Steric disruption of EGFR oligomerization overcomes therapy resistance in non-small cell lung cancer.

Acquired drug resistance mutations in epidermal growth factor receptor (EGFR) present a substantial clinical challenge in treating non-small cell lung cancer (NSCLC). While EGFR oligomerization plays a pivotal role in modulating receptor signaling, its relationship with resistance mutations remains unclear. Here, we investigated the real-time link between oligomerization of oncogenic and resistant EGFR mutants and downstream signaling using a fluorescent protein-based proximity probe and signaling reporter in living cells.

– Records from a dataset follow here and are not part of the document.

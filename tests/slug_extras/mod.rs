#[macro_export]
macro_rules! assert_slugs {
    (
        $(
            $test_name:ident : url => $url:expr, slug => $slug:expr
        ),+ $(,)?
    ) => {
        $(
            #[test]
            fn $test_name() {
                assert_that(&slugmap::get_slug($url)).is_equal_to($slug.to_owned());
            }
        )+
    }
}
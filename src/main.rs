//! slugmap is a CLI tool that crawls a website's sitemap.xml and asks an AI
//! provider to propose SEO-friendly, geo-targeted slugs for every page.
//!
//! The tool has five commands:
//! 1. `crawl` - Lists the page URLs of a sitemap
//! 2. `validate` - Checks the API key of a provider
//! 3. `optimize` - Crawls a sitemap and stores proposed slugs in a local database
//! 4. `edit` - Changes one proposed slug in the database
//! 5. `report` - Writes the stored results to a file for review

use std::fs;

use anyhow::{Context, Result, bail};
use clap::{Parser, Subcommand};
use env_logger::Builder;
use log::{LevelFilter, info};

use slugmap::{
    KeyProbe, OptimizeJob, Provider, ProviderConfig, ReportFormat, SitemapCrawler, SlugClient,
    constants::{DEFAULT_RELAY, MODEL_API_KEY_ENV_NAME, URL_BATCH_SIZE},
    optimize::optimize_sitemap,
    report::report,
    storage::Storage,
};

/// A CLI tool to propose SEO-friendly slugs for every page of a sitemap.xml
#[derive(Parser)]
#[command(author, version, about, long_about = None)]
struct Cli {
    /// The command to execute
    #[command(subcommand)]
    command: Command,

    #[arg(long, short, action = clap::ArgAction::Count, help = "Output v(v...)erbosity: error (0), warn (1), info (2), debug (3), trace (4)", global = true, default_value_t = 2)]
    verbose: u8,
}

#[derive(Subcommand)]
enum Command {
    /// Crawl a sitemap (and nested sitemap indexes) and print the page URLs
    Crawl {
        /// The sitemap URL to crawl
        url: String,
        /// Fetch through a CORS relay prefix (default relay if no value is given)
        #[arg(long, num_args = 0..=1, default_missing_value = DEFAULT_RELAY)]
        relay: Option<String>,
    },
    /// Check whether the API key in SLUGMAP_API_KEY is accepted by the provider
    Validate {
        /// AI provider: "gemini", "openai", "claude" or "openrouter"
        #[arg(long, short, default_value = "gemini")]
        provider: Provider,
        /// Send Claude requests through a CORS relay prefix
        #[arg(long, num_args = 0..=1, default_missing_value = DEFAULT_RELAY)]
        relay: Option<String>,
    },
    /// Crawl a sitemap, propose slugs for every page and store them in a database
    Optimize {
        /// The sitemap URL to crawl
        url: String,
        /// Locality to work into slugs where it fits, e.g. "San Francisco"
        geo_target: String,
        /// Path to database file to store results in (previous results are replaced)
        db: String,
        /// AI provider: "gemini", "openai", "claude" or "openrouter"
        #[arg(long, short, default_value = "gemini")]
        provider: Provider,
        /// Model name (defaults to the provider's first model, required for openrouter)
        #[arg(long, short)]
        model: Option<String>,
        /// Fetch sitemaps and Claude requests through a CORS relay prefix
        #[arg(long, num_args = 0..=1, default_missing_value = DEFAULT_RELAY)]
        relay: Option<String>,
        /// Number of URLs sent to the provider per request
        #[arg(long, short, default_value_t = URL_BATCH_SIZE)]
        batch_size: usize,
        /// Rate limit: requests per minute (default: no limit)
        #[arg(long, short = 'r')]
        rpm: Option<u32>,
        /// Path to the file with a prompt template ({geo_target} and {urls} are substituted)
        #[arg(long)]
        prompt_file: Option<String>,
    },
    /// Replace the proposed slug of one stored result
    Edit {
        /// Path to database file holding the results
        db: String,
        /// Id of the result to change
        id: i64,
        /// New proposed slug
        slug: String,
    },
    /// Write the stored results to a file
    Report {
        /// Path to database file holding the results
        db: String,
        /// Path to output file to write the results to
        output_file: String,
        /// Output format: "json" (default) or "tsv"
        #[arg(long, short, default_value = "json")]
        format: ReportFormat,
    },
}

#[tokio::main]
async fn main() -> Result<()> {
    let cli = Cli::parse();

    Builder::new()
        .filter_level(match cli.verbose {
            0 => LevelFilter::Error,
            1 => LevelFilter::Warn,
            2 => LevelFilter::Info,
            3 => LevelFilter::Debug,
            _ => LevelFilter::Trace,
        })
        .init();

    match cli.command {
        Command::Crawl { url, relay } => handle_crawl_command(url, relay).await,
        Command::Validate { provider, relay } => {
            if check_api_key(provider, &api_key(), relay.as_deref()).await {
                Ok(())
            } else {
                bail!("{provider} API key is invalid.")
            }
        }
        Command::Optimize {
            url,
            geo_target,
            db,
            provider,
            model,
            relay,
            batch_size,
            rpm,
            prompt_file,
        } => {
            let job = OptimizeJob {
                sitemap_url: &url,
                geo_target: &geo_target,
                db_path: &db,
                batch_size,
                rpm,
            };
            handle_optimize_command(job, provider, model, relay, prompt_file).await
        }
        Command::Edit { db, id, slug } => handle_edit_command(&db, id, &slug),
        Command::Report {
            db,
            output_file,
            format,
        } => report(&db, &output_file, format),
    }
}

async fn handle_crawl_command(url: String, relay: Option<String>) -> Result<()> {
    let crawler = match relay {
        Some(relay) => SitemapCrawler::new().with_relay(relay),
        None => SitemapCrawler::new(),
    };

    for url in crawler.crawl(&url).await? {
        println!("{url}");
    }

    Ok(())
}

async fn handle_optimize_command(
    job: OptimizeJob<'_>,
    provider: Provider,
    model: Option<String>,
    relay: Option<String>,
    prompt_file: Option<String>,
) -> Result<()> {
    if job.geo_target.trim().is_empty() {
        bail!("Geo-target must not be empty.");
    }

    let api_key = api_key();
    if !check_api_key(provider, &api_key, relay.as_deref()).await {
        bail!("{provider} API key is invalid, set a valid key in {MODEL_API_KEY_ENV_NAME}.");
    }

    let mut client = SlugClient::new(ProviderConfig::new(provider, api_key, model)?);
    let mut crawler = SitemapCrawler::new();
    if let Some(relay) = relay {
        client = client.with_relay(relay.clone());
        crawler = crawler.with_relay(relay);
    }
    if let Some(file) = prompt_file {
        let template =
            fs::read_to_string(&file).context(format!("Failed to read prompt file: {file}"))?;
        client = client.with_prompt_template(template);
    }

    info!(
        "Optimizing slugs with {provider} ({})",
        client.config().model()
    );
    optimize_sitemap(&crawler, &client, &job).await?;

    Ok(())
}

fn handle_edit_command(db: &str, id: i64, slug: &str) -> Result<()> {
    let storage = Storage::new(db)?;
    if !storage.update_proposed_slug(id, slug)? {
        bail!("No result with id {id} in {db}");
    }

    info!("Proposed slug of {id} is now {slug}");
    Ok(())
}

async fn check_api_key(provider: Provider, api_key: &str, relay: Option<&str>) -> bool {
    let probe = match relay {
        Some(relay) => KeyProbe::new(provider).with_relay(relay),
        None => KeyProbe::new(provider),
    };

    let valid = probe.validate(api_key).await;
    if valid {
        info!("{provider} API key is valid!");
    }
    valid
}

fn api_key() -> String {
    match std::env::var(MODEL_API_KEY_ENV_NAME) {
        Ok(api_key) => api_key,
        Err(err) => {
            info!("{err} while reading {MODEL_API_KEY_ENV_NAME}");
            String::new()
        }
    }
}
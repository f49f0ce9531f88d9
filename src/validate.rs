//! Cheap probes that tell whether an API key is accepted by its provider.

use log::{debug, warn};
use serde_json::json;

use crate::constants::{ANTHROPIC_VERSION, CLAUDE_PROBE_MODEL};
use crate::http;
use crate::provider::Provider;

/// Checks `api_key` against the public endpoint of `provider`.
///
/// See [`KeyProbe::validate`].
pub async fn validate_api_key(provider: Provider, api_key: &str) -> bool {
    KeyProbe::new(provider).validate(api_key).await
}

/// Sends the smallest request a provider will authenticate.
pub struct KeyProbe {
    http: reqwest::Client,
    provider: Provider,
    base_url: Option<String>,
    relay: Option<String>,
}

impl KeyProbe {
    pub fn new(provider: Provider) -> Self {
        Self {
            http: http::client(),
            provider,
            base_url: None,
            relay: None,
        }
    }

    pub fn with_base_url(mut self, base_url: impl Into<String>) -> Self {
        self.base_url = Some(base_url.into().trim_end_matches('/').to_string());
        self
    }

    /// Routes the messages-API probe through a CORS relay prefix.
    pub fn with_relay(mut self, relay: impl Into<String>) -> Self {
        self.relay = Some(relay.into());
        self
    }

    /// Returns whether the provider accepts `api_key`.
    ///
    /// * Gemini keys are supplied by the environment and always count as valid.
    /// * An empty key is invalid and sends nothing.
    /// * OpenAI and OpenRouter list their models; success means valid.
    /// * Claude gets a one-token message; success or `400 Bad Request` means the
    ///   key passed authentication.
    ///
    /// Network failures make the key count as invalid.
    pub async fn validate(&self, api_key: &str) -> bool {
        if self.provider == Provider::Gemini {
            return true;
        }
        if api_key.is_empty() {
            return false;
        }

        let base_url = self
            .base_url
            .as_deref()
            .unwrap_or(self.provider.default_base_url());

        let request = match self.provider {
            Provider::Claude => self
                .http
                .post(http::route(self.relay.as_deref(), &format!("{base_url}/v1/messages")))
                .header("x-api-key", api_key)
                .header("anthropic-version", ANTHROPIC_VERSION)
                .json(&json!({
                    "model": CLAUDE_PROBE_MODEL,
                    "max_tokens": 1,
                    "messages": [{ "role": "user", "content": "test" }]
                })),
            _ => self
                .http
                .get(format!("{base_url}/v1/models"))
                .bearer_auth(api_key),
        };

        match request.send().await {
            Ok(response) => {
                let status = response.status();
                debug!("{} key probe answered {status}", self.provider);
                status.is_success()
                    || (self.provider == Provider::Claude && status == reqwest::StatusCode::BAD_REQUEST)
            }
            Err(err) => {
                warn!("{} validation error: {err}", self.provider);
                false
            }
        }
    }
}
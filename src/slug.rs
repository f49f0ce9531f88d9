use serde::Serialize;
use url::Url;

use crate::constants::INVALID_SLUG;
use crate::error::{Result, SlugError};

/// One page of the sitemap with its current and proposed slug.
#[derive(Debug, Clone, PartialEq, Eq, Serialize)]
#[serde(rename_all = "camelCase")]
pub struct SlugResult {
    id: i64,
    original_url: String,
    current_slug: String,
    proposed_slug: String,
}

impl SlugResult {
    /// Creates a result for `original_url`, deriving the current slug from its path.
    ///
    /// A missing or empty proposal, or one with a tab or line break, falls back
    /// to the current slug.
    pub fn new(id: i64, original_url: impl Into<String>, proposed_slug: Option<&str>) -> Self {
        let original_url = original_url.into();
        let current_slug = get_slug(&original_url);
        let proposed_slug = proposed_slug
            .filter(|slug| !slug.is_empty() && check_slug(slug).is_ok())
            .map_or_else(|| current_slug.clone(), str::to_string);

        Self {
            id,
            original_url,
            current_slug,
            proposed_slug,
        }
    }

    /// Restores a stored result as is.
    pub(crate) fn from_parts(
        id: i64,
        original_url: String,
        current_slug: String,
        proposed_slug: String,
    ) -> Self {
        Self {
            id,
            original_url,
            current_slug,
            proposed_slug,
        }
    }

    pub fn id(&self) -> i64 {
        self.id
    }

    pub fn original_url(&self) -> &str {
        &self.original_url
    }

    pub fn current_slug(&self) -> &str {
        &self.current_slug
    }

    pub fn proposed_slug(&self) -> &str {
        &self.proposed_slug
    }

    /// Replaces the proposed slug.
    ///
    /// # Errors
    ///
    /// Returns [`SlugError::InvalidSlug`] if `slug` contains a tab or line break.
    pub fn set_proposed_slug(&mut self, slug: impl Into<String>) -> Result<()> {
        let slug = slug.into();
        check_slug(&slug)?;
        self.proposed_slug = slug;
        Ok(())
    }
}

/// Rejects slugs with tabs or line breaks, which would split report rows.
///
/// # Errors
///
/// Returns [`SlugError::InvalidSlug`] naming the offending slug.
pub fn check_slug(slug: &str) -> Result<()> {
    if slug.contains(['\t', '\n', '\r']) {
        return Err(SlugError::InvalidSlug(slug.to_string()));
    }
    Ok(())
}

/// Derives a slug from the path of `url`: one leading and one trailing slash
/// are removed, so `https://x.com/a/b/` gives `a/b`.
///
/// Unparsable input gives [`INVALID_SLUG`].
pub fn get_slug(url: &str) -> String {
    let Ok(url) = Url::parse(url) else {
        return INVALID_SLUG.to_string();
    };

    let path = url.path();
    let path = path.strip_prefix('/').unwrap_or(path);
    path.strip_suffix('/').unwrap_or(path).to_string()
}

We found that EGFR mutants resistant to tyrosine kinase inhibitors (TKIs) exhibited higher oligomerization than did wild-type EGFR with or without EGF. The efficacy of TKIs and allosteric drugs inversely correlated with receptor oligomerization. Furthermore, sterically disrupting EGFR oligomerization by genetically fusing a bulky protein to resistant mutants overcame resistance and suppressed proliferation. Moreover, extracellular application of bulky EGFR binders suppressed resistant mutants by disrupting oligomerization. These findings highlight steric disruption of EGFR oligomerization as a promising strategy for overcoming therapy resistance in NSCLC and introduce a versatile screening platform for developing competitive and allosteric inhibitors.